This topic explains how to use the LINQ Join() operator ... and why you should rarely use it.
LINQ has a Join() operator. Developers who are new to Entity Framework (EF) are quick to use it because "JOIN" is such a common SQL operation. Experienced EF developers prefer to use subqueries and almost never need to use Join().
Why? Primarily because the entity data model (EDM) represents relationships between entities as associations. You build that model so you can escape the mechanical details and think in object terms rather than database terms. You want to write anOrder.OrderDetails without getting into the nitty-gritty of using an outer-left-join of Order.OrderID and OrderDetail.OrderID. You'd prefer not to think about foreign keys at all; they're a concept that is alien to object thinking.
The Join() operation breaks that abstraction. It necessarily forces you to think about precisely how you get the OrderDetails related to an order. You have to express the Join() in terms of Order.OrderID and OrderDetail.OrderID. Why do that if you don't have to?
All abstractions "leak" eventually; it's unavoidable in real world programming. But we strive to retain the benefits of our abstractions while it is easy and prudent to do so.
Suppose we want to query for just those Customers that have placed an Order with our company. In SQL you'd write a "JOIN". In EF LINQ you'd write a subquery instead and test to see if there were any orders. That query written in comprehension syntax could look like this:
query = from c in manager.Customers where c.Orders.Any() select c results = query.ToList() |
The manager variable in these examples is an instance of the NorthwindIBEntityManager generated from a model that accesses the "NorthwindIB" tutorial database. If you prefer method chaining (lambda) syntax you could write it this way:
C# | query = manager.Customers.Where(c => c.Orders.Any()) results = query.ToList(); |
VB | query = manager.Customers.Where(Function (c) c.Orders.Any()) results = query.ToList() |
We're taking advantage of the fact that we've modeled the association between Customer and Order.

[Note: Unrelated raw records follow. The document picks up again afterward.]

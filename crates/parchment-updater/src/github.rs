//! GitHub Releases as an update feed.
//!
//! Used when the feed is configured with [`crate::config::FeedProvider::GitHub`].
//! Only the latest-release endpoint is consumed; the release payload is
//! mapped into the same [`UpdateInfo`] the generic provider produces.

use chrono::{DateTime, Utc};
use serde::Deserialize;

use crate::config::UpdateChannel;
use crate::error::{Result, UpdateError};
use crate::feed::UpdateInfo;
use crate::version::Version;

/// GitHub API base URL.
const GITHUB_API_URL: &str = "https://api.github.com";

/// A GitHub release, reduced to the fields the updater reads.
#[derive(Debug, Clone, Deserialize)]
pub(crate) struct GitHubRelease {
    pub tag_name: String,
    #[serde(default)]
    pub body: Option<String>,
    #[serde(default)]
    pub draft: bool,
    #[serde(default)]
    pub published_at: Option<DateTime<Utc>>,
    #[serde(default)]
    pub assets: Vec<GitHubAsset>,
}

/// A downloadable asset attached to a release.
#[derive(Debug, Clone, Deserialize)]
pub(crate) struct GitHubAsset {
    pub name: String,
    pub size: u64,
    pub browser_download_url: String,
    /// Digest populated by GitHub, in the form `sha256:<hex>`.
    #[serde(default)]
    pub digest: Option<String>,
}

impl GitHubAsset {
    fn sha256(&self) -> Option<String> {
        self.digest
            .as_deref()
            .map(|d| d.strip_prefix("sha256:").unwrap_or(d).to_string())
    }
}

/// Fetch the latest release and decide whether it is an update.
pub(crate) async fn latest_update(
    client: &reqwest::Client,
    owner: &str,
    repo: &str,
    current: &Version,
    channel: UpdateChannel,
) -> Result<Option<UpdateInfo>> {
    let url = format!("{GITHUB_API_URL}/repos/{owner}/{repo}/releases/latest");
    tracing::debug!(%url, "fetching latest release");

    let response = client
        .get(&url)
        .header(reqwest::header::ACCEPT, "application/vnd.github+json")
        .header("X-GitHub-Api-Version", "2022-11-28")
        .send()
        .await?;

    let release = parse_response(response).await?;
    select_update(&release, current, channel, &target_triple())
}

/// Handle the HTTP response, mapping rate limits and API errors.
async fn parse_response(response: reqwest::Response) -> Result<GitHubRelease> {
    let status = response.status();

    if is_rate_limited(status, response.headers()) {
        return Err(UpdateError::RateLimited {
            retry_after: retry_after_from_reset(response.headers(), unix_now()),
        });
    }

    if status == reqwest::StatusCode::NOT_FOUND {
        return Err(UpdateError::Feed(
            "no releases found for this repository".to_string(),
        ));
    }

    if !status.is_success() {
        let body = response.text().await.unwrap_or_default();
        return Err(UpdateError::Network(format!(
            "GitHub API error ({status}): {body}"
        )));
    }

    let release: GitHubRelease = response.json().await?;
    Ok(release)
}

/// A 403 with an exhausted quota is GitHub's rate-limit signal.
fn is_rate_limited(status: reqwest::StatusCode, headers: &reqwest::header::HeaderMap) -> bool {
    status == reqwest::StatusCode::FORBIDDEN
        && headers
            .get("x-ratelimit-remaining")
            .is_some_and(|remaining| remaining.to_str().unwrap_or("1") == "0")
}

/// Seconds until the quota resets, from the `x-ratelimit-reset` epoch
/// header. Falls back to 60 when the header is missing or unreadable.
fn retry_after_from_reset(headers: &reqwest::header::HeaderMap, now: u64) -> u64 {
    headers
        .get("x-ratelimit-reset")
        .and_then(|v| v.to_str().ok())
        .and_then(|v| v.parse::<u64>().ok())
        .map_or(60, |reset| reset.saturating_sub(now))
}

fn unix_now() -> u64 {
    std::time::SystemTime::now()
        .duration_since(std::time::UNIX_EPOCH)
        .map(|d| d.as_secs())
        .unwrap_or(0)
}

/// Decide whether a release is a usable update for this platform.
///
/// Pure so it can be tested without the network.
pub(crate) fn select_update(
    release: &GitHubRelease,
    current: &Version,
    channel: UpdateChannel,
    target: &str,
) -> Result<Option<UpdateInfo>> {
    if release.draft {
        tracing::debug!("skipping draft release");
        return Ok(None);
    }

    let version = Version::from_tag(&release.tag_name)
        .map_err(|_| UpdateError::InvalidVersion(release.tag_name.clone()))?;

    if !channel.includes(&version) {
        tracing::debug!(%version, channel = channel.label(), "release not in channel");
        return Ok(None);
    }

    if version <= *current {
        tracing::info!(current = %current, latest = %version, "no update available");
        return Ok(None);
    }

    let asset = release
        .assets
        .iter()
        .find(|a| a.name.contains(target))
        .ok_or_else(|| UpdateError::NoAssetFound(target.to_string()))?;

    Ok(Some(UpdateInfo {
        version,
        download_url: asset.browser_download_url.clone(),
        size: asset.size,
        sha256: asset.sha256(),
        release_date: release.published_at,
        notes: release.body.clone().unwrap_or_default(),
    }))
}

/// Target triple used to pick the release asset for this platform.
pub(crate) fn target_triple() -> String {
    let arch = std::env::consts::ARCH;
    let os = std::env::consts::OS;

    match (os, arch) {
        ("macos", "x86_64") => "x86_64-apple-darwin".to_string(),
        ("macos", "aarch64") => "aarch64-apple-darwin".to_string(),
        ("windows", "x86_64") => "x86_64-pc-windows-msvc".to_string(),
        ("windows", "aarch64") => "aarch64-pc-windows-msvc".to_string(),
        ("linux", "x86_64") => "x86_64-unknown-linux-gnu".to_string(),
        ("linux", "aarch64") => "aarch64-unknown-linux-gnu".to_string(),
        _ => format!("{arch}-{os}"),
    }
}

We never need to JOIN when we have an association.
You could have achieved the same effect with a LINQ Join(). First with comprehension syntax.
query = from c in manager.Customers join o in manager.Orders on c.CustomerID equals o.CustomerID select c results = query.Distinct().ToList() |
That's a lot of messy detail. We're fortunate that Customer has a single value key; it gets very messy if Customer has a composite key. Don't forget the Distinct() method or you'll get 800+ Customers, one for every Order in the tutorial database, when you only want the ~80 distinct Customers.

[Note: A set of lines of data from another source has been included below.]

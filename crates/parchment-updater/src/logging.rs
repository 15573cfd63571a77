//! Logging setup using `tracing` and `tracing-subscriber`.
//!
//! The updater never owns the process-wide logger outright: [`init`] uses
//! `try_init`, so when the host application has already installed a
//! subscriber the existing one is kept and the call is a no-op. Failures
//! here are never fatal; at worst the updater runs unlogged.

use std::io;
use std::path::PathBuf;
use std::sync::Mutex;

use serde::{Deserialize, Serialize};
use tracing::Level;
use tracing_subscriber::{
    EnvFilter,
    fmt::{self, MakeWriter},
    layer::SubscriberExt,
    util::SubscriberInitExt,
};

/// Log output format.
#[derive(Debug, Clone, Copy, Default, PartialEq, Eq, Serialize, Deserialize)]
#[serde(rename_all = "snake_case")]
pub enum LogFormat {
    /// Compact single-line format.
    #[default]
    Compact,
    /// JSON format for machine parsing.
    Json,
}

/// Configuration for logging behavior.
#[derive(Debug, Clone, PartialEq, Eq, Serialize, Deserialize)]
#[serde(default)]
pub struct LogConfig {
    /// Log level filter: "error", "warn", "info", "debug" or "trace".
    pub level: String,
    /// Output format.
    pub format: LogFormat,
    /// Optional log file. Logs go to stderr when unset or unopenable.
    pub file: Option<PathBuf>,
}

impl Default for LogConfig {
    fn default() -> Self {
        Self {
            level: "info".to_string(),
            format: LogFormat::default(),
            file: None,
        }
    }
}

impl LogConfig {
    fn level(&self) -> Level {
        self.level.parse().unwrap_or(Level::INFO)
    }
}

/// Install the global tracing subscriber described by `config`.
///
/// Never panics and never returns an error: a subscriber that is already
/// installed wins, and an unopenable log file falls back to stderr.
pub fn init(config: &LogConfig) {
    let file = config.file.as_ref().map(|path| {
        std::fs::OpenOptions::new()
            .create(true)
            .append(true)
            .open(path)
    });

    match file {
        Some(Ok(file)) => init_with_writer(config, Mutex::new(file)),
        Some(Err(err)) => {
            init_with_writer(config, io::stderr as fn() -> io::Stderr);
            tracing::warn!(error = %err, "could not open log file, logging to stderr");
        }
        None => init_with_writer(config, io::stderr as fn() -> io::Stderr),
    }
}

/// Install the subscriber with a custom writer (useful for testing).
pub fn init_with_writer<W>(config: &LogConfig, writer: W)
where
    W: for<'writer> MakeWriter<'writer> + Send + Sync + 'static,
{
    let filter = build_env_filter(config.level());

    let installed = match config.format {
        LogFormat::Json => tracing_subscriber::registry()
            .with(filter)
            .with(fmt::layer().json().with_writer(writer))
            .try_init(),
        LogFormat::Compact => tracing_subscriber::registry()
            .with(filter)
            .with(fmt::layer().compact().with_writer(writer))
            .try_init(),
    };

    if installed.is_err() {
        tracing::debug!("tracing subscriber already installed, keeping the existing one");
    }
}

/// Build an `EnvFilter` from the given level, respecting `RUST_LOG`.
fn build_env_filter(level: Level) -> EnvFilter {
    let level = level.as_str().to_lowercase();
    EnvFilter::try_from_default_env()
        .unwrap_or_else(|_| EnvFilter::new(format!("warn,parchment_updater={level}")))
}
//! Error types for the auto-update system.

use thiserror::Error;

/// Errors that can occur while checking for or downloading updates.
#[derive(Debug, Error)]
#[non_exhaustive]
pub enum UpdateError {
    /// No feed URL has been configured. Checking cannot start.
    #[error("no update feed configured")]
    NotConfigured,

    /// Failed to parse a version string.
    #[error("invalid version format: {0}")]
    InvalidVersion(String),

    /// Network request failed.
    #[error("network error: {0}")]
    Network(String),

    /// The update feed returned an unusable response.
    #[error("feed error: {0}")]
    Feed(String),

    /// No suitable release asset found for the current platform.
    #[error("no release asset found for target: {0}")]
    NoAssetFound(String),

    /// SHA256 checksum verification failed.
    #[error("checksum verification failed: expected {expected}, got {actual}")]
    ChecksumMismatch {
        /// Expected SHA256 hash from the feed.
        expected: String,
        /// Actual SHA256 hash of downloaded data.
        actual: String,
    },

    /// The update server rate limited us.
    #[error("rate limited by update server, retry after {retry_after} seconds")]
    RateLimited {
        /// Seconds until the limit resets.
        retry_after: u64,
    },

    /// I/O error during file operations.
    #[error("I/O error: {0}")]
    Io(String),

    /// Failed to parse a JSON response.
    #[error("JSON parse error: {0}")]
    JsonParse(String),

    /// Updater setup could not complete.
    #[error("setup error: {0}")]
    Setup(String),
}

impl UpdateError {
    /// Returns a user-friendly message suitable for display in the host UI.
    #[must_use]
    pub fn user_message(&self) -> &str {
        match self {
            Self::NotConfigured => "Automatic updates are not configured.",
            Self::Network(_) => {
                "Could not reach the update server. Please check your internet connection."
            }
            Self::Feed(_) => "The update server returned an unexpected response.",
            Self::ChecksumMismatch { .. } => {
                "Security verification failed. The download may have been tampered with."
            }
            Self::NoAssetFound(_) => "No update available for your platform.",
            Self::RateLimited { .. } => "The update server is busy. Please try again later.",
            Self::InvalidVersion(_) | Self::Io(_) | Self::JsonParse(_) | Self::Setup(_) => {
                "An unexpected error occurred while checking for updates."
            }
        }
    }

    /// Returns whether this error is potentially recoverable with a retry.
    #[must_use]
    pub fn is_retryable(&self) -> bool {
        matches!(
            self,
            Self::Network(_) | Self::RateLimited { .. } | Self::Io(_)
        )
    }
}

impl From<reqwest::Error> for UpdateError {
    fn from(err: reqwest::Error) -> Self {
        Self::Network(err.to_string())
    }
}

impl From<std::io::Error> for UpdateError {
    fn from(err: std::io::Error) -> Self {
        Self::Io(err.to_string())
    }
}

impl From<serde_json::Error> for UpdateError {
    fn from(err: serde_json::Error) -> Self {
        Self::JsonParse(err.to_string())
    }
}

/// Result type alias for update operations.
pub type Result<T> = std::result::Result<T, UpdateError>;
//! Auto-update system for the Parchment desktop editor.
//!
//! This crate checks an update feed for new builds, downloads them with
//! progress reporting, verifies them with SHA256, and notifies the host
//! application through lifecycle events.
//!
//! # Overview
//!
//! The update source is configurable: a generic HTTPS endpoint serving a
//! JSON manifest, or a GitHub repository read through the Releases API.
//! The crate supports:
//!
//! - Semantic versioning with pre-release tags
//! - Configurable update channels (stable, beta)
//! - Lifecycle events mirroring the usual desktop-updater flow:
//!   `checking-for-update`, `update-available`, `update-not-available`,
//!   `error`, `download-progress`, `update-downloaded`
//! - A delayed one-shot update check at application startup
//! - A per-feed certificate-validation override, scoped to a single URL
//!   prefix instead of a process-global switch
//!
//! # Architecture
//!
//! [`setup`] is the one-call entry point for hosts: it initializes
//! logging, wires log-only handlers for every lifecycle event, and
//! schedules the startup check. Nothing it does can crash the host; on
//! failure it logs and returns `None`.
//!
//! Hosts that want their own event handling build an [`AutoUpdater`]
//! directly, register handlers, and drive
//! [`AutoUpdater::check_for_updates_and_notify`] themselves. The network
//! side sits behind the [`UpdateDelivery`] trait so it can be substituted
//! in tests.
//!
//! # Example
//!
//! ```no_run
//! use parchment_updater::{AutoUpdater, FeedConfig, UpdaterConfig, Version};
//!
//! async fn check_updates() -> parchment_updater::Result<()> {
//!     let config = UpdaterConfig::with_feed(FeedConfig::generic(
//!         "https://updates.example.com/stable/latest.json",
//!     ));
//!
//!     let mut updater = AutoUpdater::new(Version::current(), config)?;
//!     updater.on_update_downloaded(|info| {
//!         println!("update {} downloaded, restart to install", info.version);
//!     });
//!
//!     if let Some(info) = updater.check_for_updates_and_notify().await? {
//!         println!("update available: {}", info.version);
//!     }
//!
//!     Ok(())
//! }
//! ```

#![warn(missing_docs)]
#![warn(clippy::all)]

// Core modules
pub mod config;
pub mod error;
pub mod feed;
pub mod version;

// Networking
pub mod client;
pub mod github;

// Orchestration and observability
pub mod events;
pub mod logging;
pub mod updater;

// Re-export main types for convenience
pub use client::{HttpDelivery, ProgressFn, UpdateDelivery, verify_sha256};
pub use config::{FeedConfig, FeedProvider, TlsPolicy, UpdateChannel, UpdaterConfig};
pub use error::{Result, UpdateError};
pub use events::{EventKind, UpdateEvent};
pub use feed::{DownloadProgress, FeedManifest, UpdateInfo, format_bytes, format_speed};
pub use logging::{LogConfig, LogFormat};
pub use updater::{AutoUpdater, setup};
pub use version::Version;

/// Current version of this crate.
pub const VERSION: &str = env!("CARGO_PKG_VERSION");
//! Configuration types for the auto-updater.
//!
//! Everything here is serde-friendly so the host application can load it
//! from its settings file and hand it to [`crate::updater::setup`] at
//! startup. The feed URL is the one value with no usable default: it is
//! expected to be substituted at build or deploy time.

use std::fmt;
use std::path::PathBuf;
use std::time::Duration;

use serde::{Deserialize, Serialize};

use crate::error::{Result, UpdateError};
use crate::logging::LogConfig;
use crate::version::Version;

/// Which kind of endpoint the feed URL points at.
#[derive(Debug, Clone, Copy, PartialEq, Eq, Default, Serialize, Deserialize)]
#[serde(rename_all = "snake_case")]
pub enum FeedProvider {
    /// A plain HTTP(S) endpoint serving a JSON [`crate::feed::FeedManifest`].
    #[default]
    Generic,
    /// A GitHub repository; releases are read through the GitHub REST API.
    GitHub,
}

impl fmt::Display for FeedProvider {
    fn fmt(&self, f: &mut fmt::Formatter<'_>) -> fmt::Result {
        match self {
            Self::Generic => write!(f, "generic"),
            Self::GitHub => write!(f, "github"),
        }
    }
}

/// Where the updater looks for new builds: a provider tag plus a URL.
#[derive(Debug, Clone, PartialEq, Eq, Serialize, Deserialize)]
pub struct FeedConfig {
    /// Provider backing the feed.
    #[serde(default)]
    pub provider: FeedProvider,
    /// Feed endpoint. For [`FeedProvider::Generic`] this is the manifest
    /// URL itself; for [`FeedProvider::GitHub`] it is the repository URL
    /// (`https://github.com/<owner>/<repo>`).
    pub url: String,
}

impl FeedConfig {
    /// A generic feed pointing at a JSON manifest URL.
    pub fn generic(url: impl Into<String>) -> Self {
        Self {
            provider: FeedProvider::Generic,
            url: url.into(),
        }
    }

    /// A GitHub releases feed for `owner/repo`.
    pub fn github(owner: &str, repo: &str) -> Self {
        Self {
            provider: FeedProvider::GitHub,
            url: format!("https://github.com/{owner}/{repo}"),
        }
    }

    /// Extract `(owner, repo)` from a GitHub repository URL.
    pub(crate) fn repo_slug(&self) -> Result<(String, String)> {
        let path = self
            .url
            .split_once("://")
            .map_or(self.url.as_str(), |(_, rest)| rest);

        let mut segments = path.split('/').filter(|s| !s.is_empty());
        let _host = segments.next();
        match (segments.next(), segments.next()) {
            (Some(owner), Some(repo)) => Ok((owner.to_string(), repo.to_string())),
            _ => Err(UpdateError::Feed(format!(
                "GitHub feed URL must look like https://github.com/<owner>/<repo>, got {}",
                self.url
            ))),
        }
    }
}

/// Certificate-validation override for the update feed.
///
/// Certificate errors are accepted only for URLs starting with the single
/// configured prefix; every other URL keeps full validation. This replaces
/// a process-global "reject unauthorized" switch with a value that is
/// handed explicitly to the HTTP client built for the feed.
#[derive(Debug, Clone, PartialEq, Eq, Default, Serialize, Deserialize)]
pub struct TlsPolicy {
    /// URL prefix for which certificate validation failures are tolerated.
    #[serde(default, skip_serializing_if = "Option::is_none")]
    pub trusted_prefix: Option<String>,
}

impl TlsPolicy {
    /// Policy that tolerates certificate errors for URLs under `prefix`.
    pub fn trust_prefix(prefix: impl Into<String>) -> Self {
        Self {
            trusted_prefix: Some(prefix.into()),
        }
    }

    /// Whether a client talking to `url` may skip certificate validation.
    #[must_use]
    pub fn allows_invalid_certs(&self, url: &str) -> bool {
        self.trusted_prefix
            .as_deref()
            .is_some_and(|prefix| !prefix.is_empty() && url.starts_with(prefix))
    }
}

/// Which releases the user wants to see.
#[derive(Debug, Clone, Copy, PartialEq, Eq, Default, Serialize, Deserialize)]
#[serde(rename_all = "snake_case")]
pub enum UpdateChannel {
    /// Only stable releases.
    #[default]
    Stable,
    /// Pre-releases as well as stable releases.
    Beta,
}

impl UpdateChannel {
    /// Check if a version should be offered on this channel.
    #[must_use]
    pub fn includes(&self, version: &Version) -> bool {
        match self {
            Self::Stable => version.is_stable(),
            Self::Beta => true,
        }
    }

    /// Human-readable label.
    #[must_use]
    pub const fn label(&self) -> &'static str {
        match self {
            Self::Stable => "Stable",
            Self::Beta => "Beta",
        }
    }
}

/// Top-level updater configuration.
#[derive(Debug, Clone, Serialize, Deserialize)]
#[serde(default)]
pub struct UpdaterConfig {
    /// Update feed. Checking cannot start without one.
    pub feed: Option<FeedConfig>,

    /// Version of the running application. Hosts versioned independently
    /// of this crate must set it; when unset, this crate's own version is
    /// used as the baseline.
    pub current_version: Option<Version>,

    /// Seconds to wait after startup before the first check, so the check
    /// does not compete with application startup.
    pub startup_delay_secs: u64,

    /// Whether an available update is downloaded as part of
    /// check-and-notify.
    pub auto_download: bool,

    /// HTTP request timeout in seconds.
    pub timeout_secs: u64,

    /// Release channel to follow.
    pub channel: UpdateChannel,

    /// Certificate-validation override for the feed URL.
    pub tls: TlsPolicy,

    /// Where downloaded update packages are stored. Defaults to the
    /// platform-local data directory.
    pub download_dir: Option<PathBuf>,

    /// Logging configuration applied during setup.
    pub logging: LogConfig,
}

impl Default for UpdaterConfig {
    fn default() -> Self {
        Self {
            feed: None,
            current_version: None,
            startup_delay_secs: 5,
            auto_download: true,
            timeout_secs: 30,
            channel: UpdateChannel::default(),
            tls: TlsPolicy::default(),
            download_dir: None,
            logging: LogConfig::default(),
        }
    }
}

impl UpdaterConfig {
    /// Configuration with the given feed and defaults for everything else.
    #[must_use]
    pub fn with_feed(feed: FeedConfig) -> Self {
        Self {
            feed: Some(feed),
            ..Self::default()
        }
    }

    /// The version updates are compared against.
    #[must_use]
    pub fn current_version(&self) -> Version {
        self.current_version.clone().unwrap_or_else(Version::current)
    }

    /// Delay before the scheduled startup check.
    #[must_use]
    pub fn startup_delay(&self) -> Duration {
        Duration::from_secs(self.startup_delay_secs)
    }

    /// HTTP request timeout.
    #[must_use]
    pub fn timeout(&self) -> Duration {
        Duration::from_secs(self.timeout_secs)
    }

    /// Directory for downloaded update packages.
    #[must_use]
    pub fn download_dir(&self) -> PathBuf {
        if let Some(dir) = &self.download_dir {
            return dir.clone();
        }
        directories::BaseDirs::new()
            .map(|dirs| dirs.data_local_dir().join("Parchment").join("updates"))
            .unwrap_or_else(|| std::env::temp_dir().join("parchment-updates"))
    }
}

Here it is again in method chaining (lambda) syntax:
C# | query = manager .Customers // Customers .Join(manager.Orders, // Orders c => c.CustomerID, // Customers key o => o.CustomerID, // Order key (c, o) => c); // projected value (the "select") results = query.Distinct().ToList(); |
VB | query = manager .Customers ' Customers .Join(manager.Orders, ' Orders Function(c) c.CustomerID, ' Customers key Function(o) o.CustomerID, ' Order key Function(c, o) c) ' projected value (the "select") results = query.Distinct().ToList() |
Occasionally you know that two entities are related even though there is no association in the model.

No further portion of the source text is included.